Анатолий Солоницын. Странствия артиста: вместе с Андреем Тарковским — страница 14 из 42

Анатолий волновался. Волнение передалось и мне. Про себя я решил: ну, заведу такой разговор, чтобы не ударить в грязь лицом. Покажу, что и мы не лаптем щи хлебаем.

Нас встретил человек невысокого роста, по виду почти юноша. Жесткие черные волосы, жесткая черная щеточка усов.

Очень темные, с блеском глаза.

Он заговорил о чем-то житейском, но очень быстро разговор переключился на литературу. Я только что прочел «По ком звонит колокол» и был в восторге от Хемингуэя. Спросил, нравится ли ему роман. Он улыбнулся насмешливо:

– Это вестерн.

Кажется, от удивления у меня открылся рот.

– Вам не понравилось?

– Что значит «не понравилось»? Я же говорю: вестерн. Такая американская литература, где все ясно, как в аптеке.

Вот это да! Он рисуется или говорит искренне?

Тогда я заговорил о повести Стейнбека «О мышах и людях» – недавно прочитал ее в журнале. Может, такая литература ему больше по душе?

– Это написано еще хуже. Игры в психологию, – он посмотрел на брата. – Понимаешь, Толя, интересно искусство, которое касается тайны. Например, Марсель Пруст.

Он стал пересказывать сцену из романа «В сторону Свана».

Мальчик едет по вечерней дороге. Три шпиля собора в глубине долины по мере движения путника поворачиваются, расходятся, сливаются в одно, прячутся друг за другом. Мальчик ощущает странное беспокойство, оно томит его душу. Почему? Что его мучает? Мальчик приезжает домой, но беспокойство не проходит. Тогда он садится к столу, записывает свое впечатление.

И душа его успокаивается.

– Понимаешь, Толя? – говорил режиссер, увлеченный рассказом. – Тут прикосновение к тому, что не передается словами. И в нашем фильме мы будем идти в эту же сторону. Труднее всего придется тебе, потому что твой герой примет обет молчания. Понимаешь?
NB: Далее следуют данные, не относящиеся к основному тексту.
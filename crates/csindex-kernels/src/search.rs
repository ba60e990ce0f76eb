//! Scalar search engines over one sorted minor-axis segment
//!
//! All three engines share the contract
//! `search(seg, target) -> (Option<position>, probes)`: `seg` is sorted
//! ascending (duplicates permitted), the position is any index holding
//! `target`, and the probe count is telemetry only. Callers wanting the
//! leftmost duplicate run the hit through [`first_occurrence`]; the
//! weighted engine already rewinds on its own.

use std::cmp::Ordering;

/// Which search engine the per-coordinate indexer uses.
#[derive(Debug, Clone, Copy, PartialEq, Eq)]
pub enum SearchKind {
    Binary,
    Interpolation,
    Weighted,
}

impl SearchKind {
    #[inline]
    #[must_use]
    pub fn search(self, seg: &[i64], target: i64) -> (Option<usize>, u32) {
        match self {
            Self::Binary => binary_search(seg, target),
            Self::Interpolation => interpolation_search(seg, target),
            Self::Weighted => weighted_search(seg, target),
        }
    }
}

/// Classic iterative halving, O(log n) probes.
#[must_use]
pub fn binary_search(seg: &[i64], target: i64) -> (Option<usize>, u32) {
    if seg.is_empty() {
        return (None, 0);
    }
    let mut lo = 0usize;
    let mut hi = seg.len() - 1;
    let mut probes = 0u32;
    while lo <= hi {
        probes += 1;
        let mid = lo + (hi - lo) / 2;
        match seg[mid].cmp(&target) {
            Ordering::Equal => return (Some(mid), probes),
            Ordering::Less => lo = mid + 1,
            Ordering::Greater => {
                if mid == 0 {
                    return (None, probes);
                }
                hi = mid - 1;
            }
        }
    }
    (None, probes)
}

/// Probes where a uniformly distributed key would sit, O(log log n)
/// expected on uniform data, degrading toward O(n) on skewed segments.
#[must_use]
pub fn interpolation_search(seg: &[i64], target: i64) -> (Option<usize>, u32) {
    if seg.is_empty() {
        return (None, 0);
    }
    let mut lo = 0usize;
    let mut hi = seg.len() - 1;
    let mut probes = 0u32;
    while lo <= hi && target >= seg[lo] && target <= seg[hi] {
        probes += 1;
        let pos = if seg[hi] == seg[lo] {
            // Constant run; probing lo avoids the zero denominator.
            lo
        } else {
            let frac = (hi - lo) as f64 / (seg[hi] - seg[lo]) as f64;
            (lo + (frac * (target - seg[lo]) as f64) as usize).min(hi)
        };
        match seg[pos].cmp(&target) {
            Ordering::Equal => return (Some(pos), probes),
            Ordering::Less => lo = pos + 1,
            Ordering::Greater => {
                if pos == 0 {
                    return (None, probes);
                }
                hi = pos - 1;
            }
        }
    }
    (None, probes)
}

/// Weighted split: the interpolation probe point, recursed with explicit
/// `(start_limit, start, end)` bounds so an exact hit can rewind to the
/// first occurrence without rescanning from the segment head.
#[must_use]
pub fn weighted_search(seg: &[i64], target: i64) -> (Option<usize>, u32) {
    if seg.is_empty() {
        return (None, 0);
    }
    weighted_probe(seg, 0, 0, seg.len() - 1, target)
}

/// One weighted probe over `seg[start..=end]`.
///
/// `start_limit` is the leftmost index the first-occurrence rewind may
/// reach; it stays fixed across the recursion while `start` tightens.
#[must_use]
pub fn weighted_probe(
    seg: &[i64],
    start_limit: usize,
    start: usize,
    end: usize,
    target: i64,
) -> (Option<usize>, u32) {
    let s = seg[start];
    let e = seg[end];
    if target < s || target > e {
        return (None, 1);
    }
    if target == s {
        return (Some(rewind(seg, start, start_limit)), 1);
    }
    // target > s from here on, so a constant segment (e == s) cannot reach
    // this point and the denominator below is nonzero.
    if end - start == 1 {
        return if target == e {
            (Some(rewind(seg, end, start_limit)), 1)
        } else {
            (None, 1)
        };
    }
    let n = (end - start + 1) as i128;
    let num = (n - 1) * i128::from(target - s);
    let den = i128::from(e - s);
    let mut idx = start + (num / den) as usize;
    if idx == start {
        idx += 1;
    }
    match seg[idx].cmp(&target) {
        Ordering::Greater => {
            let (hit, probes) = weighted_probe(seg, start_limit, start, idx, target);
            (hit, probes + 1)
        }
        Ordering::Less => {
            let (hit, probes) = weighted_probe(seg, start_limit, idx, end, target);
            (hit, probes + 1)
        }
        Ordering::Equal => (Some(rewind(seg, idx, start_limit)), 1),
    }
}

/// Resolve a hit to the smallest index holding the same value.
#[inline]
#[must_use]
pub fn first_occurrence(seg: &[i64], pos: usize) -> usize {
    rewind(seg, pos, 0)
}

#[inline]
fn rewind(seg: &[i64], mut pos: usize, floor: usize) -> usize {
    while pos > floor && seg[pos - 1] == seg[pos] {
        pos -= 1;
    }
    pos
}
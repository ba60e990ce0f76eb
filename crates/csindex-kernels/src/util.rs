//! Segment location, index casts, and worker-pool plumbing

use crate::error::{IndexError, Result};

/// Below this many index-list entries the indexers run sequentially;
/// pool overhead dominates on small batches.
pub const SMALL_NNZ_LIMIT: usize = 32 * 1024;

/// Convert i64 to usize, asserting non-negativity.
#[inline]
#[must_use]
pub fn i64_to_usize(x: i64) -> usize {
    debug_assert!(x >= 0);
    #[allow(clippy::cast_sign_loss, clippy::cast_possible_truncation)]
    {
        x as usize
    }
}

/// The `[start, end)` window of `indices`/`data` belonging to one
/// major-axis index, or `None` when `major` has no segment in the offset
/// table (callers report the coordinate as missing rather than indexing
/// out of bounds).
#[inline]
#[must_use]
pub fn segment_bounds(indptr: &[i64], major: usize) -> Option<(usize, usize)> {
    if major + 1 >= indptr.len() {
        return None;
    }
    Some((i64_to_usize(indptr[major]), i64_to_usize(indptr[major + 1])))
}

/// Run `f` on the global rayon pool (`workers = None`, the "use default"
/// sentinel) or inside a freshly built pool of `n` threads.
pub fn run_with_workers<T: Send>(
    workers: Option<usize>,
    f: impl FnOnce() -> T + Send,
) -> Result<T> {
    match workers {
        None => Ok(f()),
        Some(n) => {
            let pool = rayon::ThreadPoolBuilder::new()
                .num_threads(n)
                .build()
                .map_err(|e| IndexError::WorkerPool(e.to_string()))?;
            Ok(pool.install(f))
        }
    }
}
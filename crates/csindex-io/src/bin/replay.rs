//! Replays a CSV-captured matrix/indexer pair through the kernels.
//!
//! Expects a capture directory holding `shape.csv`, `indptr.csv`,
//! `indices.csv`, `data.csv`, `rows.csv`, `cols.csv`, `values.csv`.
//! Debug driver only; not part of the library contract.

use std::env;
use std::error::Error;
use std::path::PathBuf;
use std::process::ExitCode;
use std::time::Instant;

use csindex_core::Layout;
use csindex_io::{load_coo, load_cs, load_shape};
use csindex_kernels::{index_by_merge, index_by_search, Op, SearchKind};

enum Mode {
    Search(SearchKind),
    Merge,
}

fn usage() -> ExitCode {
    eprintln!(
        "usage: replay <capture-dir> <csr|csc> <get|set|add> \
         <binary|interpolation|weighted|merge> [workers]"
    );
    eprintln!("       workers: positive thread count, or -1 for the runtime default");
    ExitCode::FAILURE
}

fn main() -> ExitCode {
    let args: Vec<String> = env::args().skip(1).collect();
    if !(4..=5).contains(&args.len()) {
        return usage();
    }
    let dir = PathBuf::from(&args[0]);
    let layout = match args[1].as_str() {
        "csr" => Layout::RowMajor,
        "csc" => Layout::ColMajor,
        _ => return usage(),
    };
    let op = match args[2].as_str() {
        "get" => Op::Get,
        "set" => Op::Set,
        "add" => Op::Add,
        _ => return usage(),
    };
    let mode = match args[3].as_str() {
        "binary" => Mode::Search(SearchKind::Binary),
        "interpolation" => Mode::Search(SearchKind::Interpolation),
        "weighted" => Mode::Search(SearchKind::Weighted),
        "merge" => Mode::Merge,
        _ => return usage(),
    };
    let workers = match args.get(4).map(|s| s.parse::<i64>()) {
        None => None,
        Some(Ok(-1)) => None,
        Some(Ok(n)) if n > 0 => Some(n as usize),
        _ => return usage(),
    };

    match replay(&dir, layout, op, &mode, workers) {
        Ok(()) => ExitCode::SUCCESS,
        Err(e) => {
            eprintln!("replay: {e}");
            ExitCode::FAILURE
        }
    }
}

fn replay(
    dir: &PathBuf,
    layout: Layout,
    op: Op,
    mode: &Mode,
    workers: Option<usize>,
) -> Result<(), Box<dyn Error>> {
    let (nrows, ncols) = load_shape(dir)?;
    let mut m = load_cs(dir, layout, nrows, ncols)?;
    let mut ix = load_coo(dir, nrows, ncols)?;
    println!(
        "loaded {}x{} matrix with {} stored entries, {} coordinates",
        nrows,
        ncols,
        m.nnz(),
        ix.nnz()
    );

    let start = Instant::now();
    match mode {
        Mode::Search(kind) => index_by_search(&mut m, &mut ix, op, *kind, workers)?,
        Mode::Merge => index_by_merge(&mut m, &mut ix, op, workers)?,
    }
    println!("indexed {} coordinates in {:?}", ix.nnz(), start.elapsed());

    match op {
        Op::Get => {
            for (k, v) in ix.data.iter().take(5).enumerate() {
                println!("values[{k}] = {v}");
            }
        }
        Op::Set | Op::Add => {
            for (p, v) in m.data.iter().take(5).enumerate() {
                println!("data[{p}] = {v}");
            }
        }
    }
    Ok(())
}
Анатолий слушал режиссера с напряженным вниманием, впитывая, как губка, все, что тот говорил.

Речь зашла о кино, и этот по виду такой молодой человек стал размышлять глубоко и сильно. Он развивал мысль о том, что фильм не должен пересказывать сюжет. У кино – свой язык. Надо отыскивать свою пластику, ритмы и через них, а не через театральные диалоги открывать человека. Сейчас предстоит показать жизнь человека, который без остатка отдает свою душу Богу.
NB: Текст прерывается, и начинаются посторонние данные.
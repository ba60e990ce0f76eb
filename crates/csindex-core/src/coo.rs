//! Coordinate-format index list and its layout-agnostic axis view

use crate::cs::Layout;

/// A coordinate list of `(row, col, value)` triples.
///
/// Used as the index list driving the kernels: `data` is read by the
/// overwrite/accumulate operators and written by the read operator.
#[derive(Debug, Clone)]
#[non_exhaustive]
pub struct Coo<T, I> {
    pub row: Vec<I>, // length nnz
    pub col: Vec<I>, // length nnz
    pub data: Vec<T>,
    pub nrows: usize,
    pub ncols: usize,
}

impl<T, I> Coo<T, I> {
    #[inline]
    #[must_use]
    pub const fn nnz(&self) -> usize {
        self.data.len()
    }

    #[inline]
    #[must_use]
    pub const fn shape(&self) -> (usize, usize) {
        (self.nrows, self.ncols)
    }

    /// `(major, minor)` slices for the given matrix layout.
    ///
    /// Zero-copy projection over `row`/`col`: `(row, col)` when the matrix
    /// is row-major, `(col, row)` when it is column-major, so the kernels
    /// are written once against the major/minor pair.
    #[inline]
    #[must_use]
    pub fn axes(&self, layout: Layout) -> (&[I], &[I]) {
        match layout {
            Layout::RowMajor => (&self.row, &self.col),
            Layout::ColMajor => (&self.col, &self.row),
        }
    }
}

impl Coo<f64, i64> {
    #[inline]
    pub fn from_parts(
        nrows: usize,
        ncols: usize,
        row: Vec<i64>,
        col: Vec<i64>,
        data: Vec<f64>,
        check: bool,
    ) -> Result<Self, String> {
        if row.len() != data.len() || col.len() != data.len() {
            return Err("row/col/data must have equal length".into());
        }
        if check {
            let nnz = data.len();
            for k in 0..nnz {
                let i = row[k];
                let j = col[k];
                if i < 0 || j < 0 {
                    return Err("indices must be non-negative".into());
                }
                let ok_i = usize::try_from(i).is_ok_and(|ii| ii < nrows);
                let ok_j = usize::try_from(j).is_ok_and(|jj| jj < ncols);
                if !ok_i || !ok_j {
                    return Err("indices out of bounds".into());
                }
            }
        }
        Ok(Self {
            row,
            col,
            data,
            nrows,
            ncols,
        })
    }

    #[inline]
    #[must_use]
    pub const fn from_parts_unchecked(
        nrows: usize,
        ncols: usize,
        row: Vec<i64>,
        col: Vec<i64>,
        data: Vec<f64>,
    ) -> Self {
        Self {
            row,
            col,
            data,
            nrows,
            ncols,
        }
    }
}
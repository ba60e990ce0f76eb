//! CSV fixture loading for csindex
//!
//! Peripheral to the kernels: these helpers read the columnar numeric
//! text files the test fixtures and debug captures use (one value per
//! line, or one comma-separated record per line, optional header row).
//! They validate nothing on the kernels' behalf beyond what
//! `from_parts(.., check = true)` checks at construction.

use std::fs::File;
use std::io::{BufRead, BufReader};
use std::path::{Path, PathBuf};
use std::str::FromStr;

use csindex_core::{Coo, Cs, Layout};
use thiserror::Error;

pub const VERSION: &str = env!("CARGO_PKG_VERSION");

/// Failures while reading fixture/capture files.
#[derive(Error, Debug)]
pub enum LoadError {
    #[error("io error: {0}")]
    Io(#[from] std::io::Error),

    #[error("{path}:{line}: {what}")]
    Parse {
        path: PathBuf,
        line: usize,
        what: String,
    },

    #[error("malformed arrays: {0}")]
    Shape(String),
}

fn parse_column<T>(path: &Path, skip_header: bool) -> Result<Vec<T>, LoadError>
where
    T: FromStr,
    T::Err: std::fmt::Display,
{
    let reader = BufReader::new(File::open(path)?);
    let mut out = Vec::new();
    for (lineno, line) in reader.lines().enumerate() {
        let line = line?;
        if lineno == 0 && skip_header {
            continue;
        }
        let field = line.trim();
        if field.is_empty() {
            continue;
        }
        let v = field.parse::<T>().map_err(|e| LoadError::Parse {
            path: path.to_path_buf(),
            line: lineno + 1,
            what: e.to_string(),
        })?;
        out.push(v);
    }
    Ok(out)
}

/// One i64 per line.
pub fn read_i64_column(path: &Path, skip_header: bool) -> Result<Vec<i64>, LoadError> {
    parse_column(path, skip_header)
}

/// One f64 per line.
pub fn read_f64_column(path: &Path, skip_header: bool) -> Result<Vec<f64>, LoadError> {
    parse_column(path, skip_header)
}

/// One `row,col,value` record per line.
pub fn read_coo_csv(
    path: &Path,
    skip_header: bool,
    nrows: usize,
    ncols: usize,
) -> Result<Coo<f64, i64>, LoadError> {
    let reader = BufReader::new(File::open(path)?);
    let mut row = Vec::new();
    let mut col = Vec::new();
    let mut data = Vec::new();
    for (lineno, line) in reader.lines().enumerate() {
        let line = line?;
        if lineno == 0 && skip_header {
            continue;
        }
        if line.trim().is_empty() {
            continue;
        }
        let bad = |what: &str| LoadError::Parse {
            path: path.to_path_buf(),
            line: lineno + 1,
            what: what.to_string(),
        };
        let mut fields = line.split(',').map(str::trim);
        let (r, c, v) = match (fields.next(), fields.next(), fields.next(), fields.next()) {
            (Some(r), Some(c), Some(v), None) => (r, c, v),
            _ => return Err(bad("expected exactly three fields: row,col,value")),
        };
        row.push(r.parse::<i64>().map_err(|e| bad(&e.to_string()))?);
        col.push(c.parse::<i64>().map_err(|e| bad(&e.to_string()))?);
        data.push(v.parse::<f64>().map_err(|e| bad(&e.to_string()))?);
    }
    Coo::from_parts(nrows, ncols, row, col, data, true).map_err(LoadError::Shape)
}

/// Read `shape.csv` (two lines: nrows then ncols).
pub fn load_shape(dir: &Path) -> Result<(usize, usize), LoadError> {
    let v = read_i64_column(&dir.join("shape.csv"), false)?;
    if v.len() != 2 || v[0] < 0 || v[1] < 0 {
        return Err(LoadError::Shape(
            "shape.csv must hold exactly nrows and ncols".into(),
        ));
    }
    Ok((v[0] as usize, v[1] as usize))
}

/// Load a compressed matrix from a capture directory holding
/// `indptr.csv`, `indices.csv`, and `data.csv` (one value per line).
pub fn load_cs(
    dir: &Path,
    layout: Layout,
    nrows: usize,
    ncols: usize,
) -> Result<Cs<f64, i64>, LoadError> {
    let indptr = read_i64_column(&dir.join("indptr.csv"), false)?;
    let indices = read_i64_column(&dir.join("indices.csv"), false)?;
    let data = read_f64_column(&dir.join("data.csv"), false)?;
    Cs::from_parts(layout, nrows, ncols, indptr, indices, data, true).map_err(LoadError::Shape)
}

/// Load an index list from a capture directory holding `rows.csv`,
/// `cols.csv`, and `values.csv` (one value per line).
pub fn load_coo(dir: &Path, nrows: usize, ncols: usize) -> Result<Coo<f64, i64>, LoadError> {
    let row = read_i64_column(&dir.join("rows.csv"), false)?;
    let col = read_i64_column(&dir.join("cols.csv"), false)?;
    let data = read_f64_column(&dir.join("values.csv"), false)?;
    Coo::from_parts(nrows, ncols, row, col, data, true).map_err(LoadError::Shape)
}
Слова были как будто хорошо знакомы и в то же время совершенно новы.

Когда мы вернулись в комнату Анатолия, брат сказал:

– Он ставит такие задачи, что мозги плавятся. Не знаю, выдержу ли. Эх, кино… Помнишь, у Бальмонта: «Поэзия как волшебство». Похожую формулу и мой режиссер внедряет: «Кино как волшебство». Он-то чувствует себя способным на создание великой картины. А я никогда так себя не почувствую.

– Вот и хорошо. Что мне в твоем мэтре не понравилось, так это его самоуверенность.

– Ну, бывают свойства и похуже… Спи, завтра съемка…

Притяжение

Мы вышли из автобуса и огляделись.

– Сюда, – Толя показал вправо, и мы пошли к невысоким деревянным домикам, за которыми возвышались каменные своды дворца Андрея Боголюбского.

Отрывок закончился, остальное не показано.